When Men Were Men and HTML Was Static - mkj6
http://www.softinstigate.com/blog/2014/11/07/when-men-where-men/

======
JeremyMorgan
I converted my site to static HTML about two years ago, using Octopress. It
was a combination of getting sick of Wordpress breaking, and being able to
handle huge traffic rushes. (My first time hitting the front page of HN, it
crashed my site a couple times with WP).

Here's the thing though. You're trading one headache for another. Ruby is a
fast moving, but fragile ecosystem. Octopress (which uses Jekyll) is easy to
set up, and easy to customize. But long term... it's a PITA.

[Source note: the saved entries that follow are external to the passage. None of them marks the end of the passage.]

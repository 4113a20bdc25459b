use std::fs;
use std::io::{self, Read};
use std::path::PathBuf;

use anyhow::{Context, Result};
use clap::Parser;
use log::info;

use cfgnorm::load::GrammarLoadExt;
use cfgnorm::transform::{EpsilonPolicy, NormalizeOptions, Normalizer, Stage};
use cfgnorm::Grammar;

/// Normalizes a context-free grammar: removes epsilon and chain rules, direct
/// left recursion, and factors common leading symbols.
#[derive(Parser, Debug)]
#[command(name = "cfgnorm", version)]
struct Cli {
    /// BNF file to read, or `-` for standard input.
    file: PathBuf,
    /// Which nonterminals keep an empty alternative.
    #[arg(long, value_enum, default_value_t = EpsilonPolicyArg::StartOnly)]
    epsilon_policy: EpsilonPolicyArg,
    /// Largest number of nullable occurrences in one alternative.
    #[arg(long, default_value_t = 16, conflicts_with = "no_limit")]
    max_nullable: usize,
    /// Disables the nullable occurrence limit.
    #[arg(long)]
    no_limit: bool,
    /// Stops after the given stage.
    #[arg(long, value_enum)]
    stop_after: Option<StageArg>,
    /// Prints the grammar after every stage.
    #[arg(long)]
    trace: bool,
}

#[derive(clap::ValueEnum, Clone, Copy, Debug)]
enum EpsilonPolicyArg {
    StartOnly,
    AllNullable,
    Discard,
}

impl EpsilonPolicyArg {
    fn to_core(self) -> EpsilonPolicy {
        match self {
            EpsilonPolicyArg::StartOnly => EpsilonPolicy::StartOnly,
            EpsilonPolicyArg::AllNullable => EpsilonPolicy::AllNullable,
            EpsilonPolicyArg::Discard => EpsilonPolicy::Discard,
        }
    }
}

#[derive(clap::ValueEnum, Clone, Copy, Debug)]
enum StageArg {
    Epsilon,
    Chain,
    LeftRecursion,
    LeftFactor,
}

impl StageArg {
    fn to_core(self) -> Stage {
        match self {
            StageArg::Epsilon => Stage::Epsilon,
            StageArg::Chain => Stage::ChainRules,
            StageArg::LeftRecursion => Stage::LeftRecursion,
            StageArg::LeftFactor => Stage::LeftFactoring,
        }
    }
}

impl Cli {
    fn options(&self) -> NormalizeOptions {
        let limit = if self.no_limit {
            None
        } else {
            Some(self.max_nullable)
        };
        NormalizeOptions::new()
            .epsilon_policy(self.epsilon_policy.to_core())
            .max_nullable_occurrences(limit)
            .stop_after(self.stop_after.map(StageArg::to_core))
    }

    fn read_input(&self) -> Result<String> {
        if self.file.as_os_str() == "-" {
            let mut text = String::new();
            io::stdin()
                .read_to_string(&mut text)
                .context("failed to read standard input")?;
            Ok(text)
        } else {
            fs::read_to_string(&self.file)
                .with_context(|| format!("failed to read `{}`", self.file.display()))
        }
    }
}

fn main() -> Result<()> {
    env_logger::init();
    let cli = Cli::parse();

    let text = cli.read_input()?;
    let grammar = Grammar::load(&text)
        .with_context(|| format!("failed to load `{}`", cli.file.display()))?;
    info!(
        "loaded {} nonterminals with {} alternatives",
        grammar.num_nonterminals(),
        grammar.num_productions()
    );

    let normalizer = Normalizer::new(cli.options());
    if cli.trace {
        println!("# input\n{}", grammar);
        let stages = normalizer
            .run_traced(&grammar)
            .context("normalization failed")?;
        for (stage, result) in stages {
            println!("# after {}\n{}", stage, result);
        }
    } else {
        let result = normalizer.run(&grammar).context("normalization failed")?;
        print!("{}", result);
    }
    Ok(())
}

#[cfg(test)]
mod tests {
    use super::*;

    fn options(args: &[&str]) -> NormalizeOptions {
        Cli::try_parse_from(args).unwrap().options()
    }

    #[test]
    fn test_defaults() {
        assert_eq!(options(&["cfgnorm", "grammar.bnf"]), NormalizeOptions::default());
    }

    #[test]
    fn test_no_limit_and_stop_after() {
        let parsed = options(&[
            "cfgnorm",
            "--no-limit",
            "--stop-after",
            "chain",
            "grammar.bnf",
        ]);
        assert_eq!(parsed.max_nullable_occurrences, None);
        assert_eq!(parsed.stop_after, Some(Stage::ChainRules));
    }

    #[test]
    fn test_policy_and_limit() {
        let parsed = options(&[
            "cfgnorm",
            "--epsilon-policy",
            "all-nullable",
            "--max-nullable",
            "4",
            "--stop-after",
            "left-factor",
            "-",
        ]);
        assert_eq!(parsed.epsilon_policy, EpsilonPolicy::AllNullable);
        assert_eq!(parsed.max_nullable_occurrences, Some(4));
        assert_eq!(parsed.stop_after, Some(Stage::LeftFactoring));
    }

    #[test]
    fn test_limit_conflicts_with_no_limit() {
        let args = ["cfgnorm", "--no-limit", "--max-nullable", "4", "grammar.bnf"];
        assert!(Cli::try_parse_from(args).is_err());
    }
}
use std::collections::BTreeMap;

use crate::local_prelude::*;

/// Identifies an alternative by its left-hand side and position.
pub(crate) type ProductionIndex = (Symbol, usize);

/// Maps each symbol to the alternatives mentioning it on their right-hand side.
pub(crate) struct OccurenceMap {
    occurences: BTreeMap<Symbol, Vec<ProductionIndex>>,
}

impl OccurenceMap {
    pub(crate) fn from_grammar(grammar: &Grammar) -> Self {
        let mut occurences = BTreeMap::new();
        for (lhs, prods) in grammar.rules() {
            for (i, prod) in prods.iter().enumerate() {
                let mut rhs_syms = prod.symbols().to_vec();
                rhs_syms.sort();
                rhs_syms.dedup();
                for rhs_sym in rhs_syms {
                    occurences
                        .entry(rhs_sym)
                        .or_insert_with(Vec::new)
                        .push((lhs, i));
                }
            }
        }
        OccurenceMap { occurences }
    }

    pub(crate) fn rhs(&self, sym: Symbol) -> &[ProductionIndex] {
        self.occurences
            .get(&sym)
            .map(|occurences| &occurences[..])
            .unwrap_or(&[])
    }
}
#[cfg(feature = "cfgnorm-load")]
pub use cfgnorm_load as load;
pub use cfgnorm_grammar::*;
pub use cfgnorm_symbol::*;
pub use cfgnorm_transform as transform;
pub use cfgnorm_transform::{normalize, NormalizeExt};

1\. If you want to develop your site on more than one machine, you'll find
yourself installing a bunch of bundles, then porting over your source files
and finding it doesn't work. This has happened several times.

2\. If you want to go cross platform - good luck with that as well. If you
want to generate your site on Linux it's super easy. OSX or Windows - a small
nightmare most of the time. I haven't really figured out why this is.

3\. If you try to pull down the most recent version of Octopress or Jekyll and
merge it... yeah you're going to break stuff a lot. Get ready to install a
bunch of gems, and roll back versions of stuff sometimes.

4\. Get ready for some random breaking. It happens, especially if you're
updating packages. Jekyll will just break.

5\. Every time you Google something, you usually find a bunch of Jekyll users
asking the exact same question as you, and many times it just leads to a bug
report on the Jekyll GitHub page.

All in all I would say it's still less hassle and bloat than WordPress, but
you really do trade one annoyance for another. Because static HTML is so much
faster I decide to stick with these hassles.

Jekyll is fairly good, but Ruby is an unstable ecosystem for real work. I
think Jekyll would be a lot better if it were pure Python, or something
similar.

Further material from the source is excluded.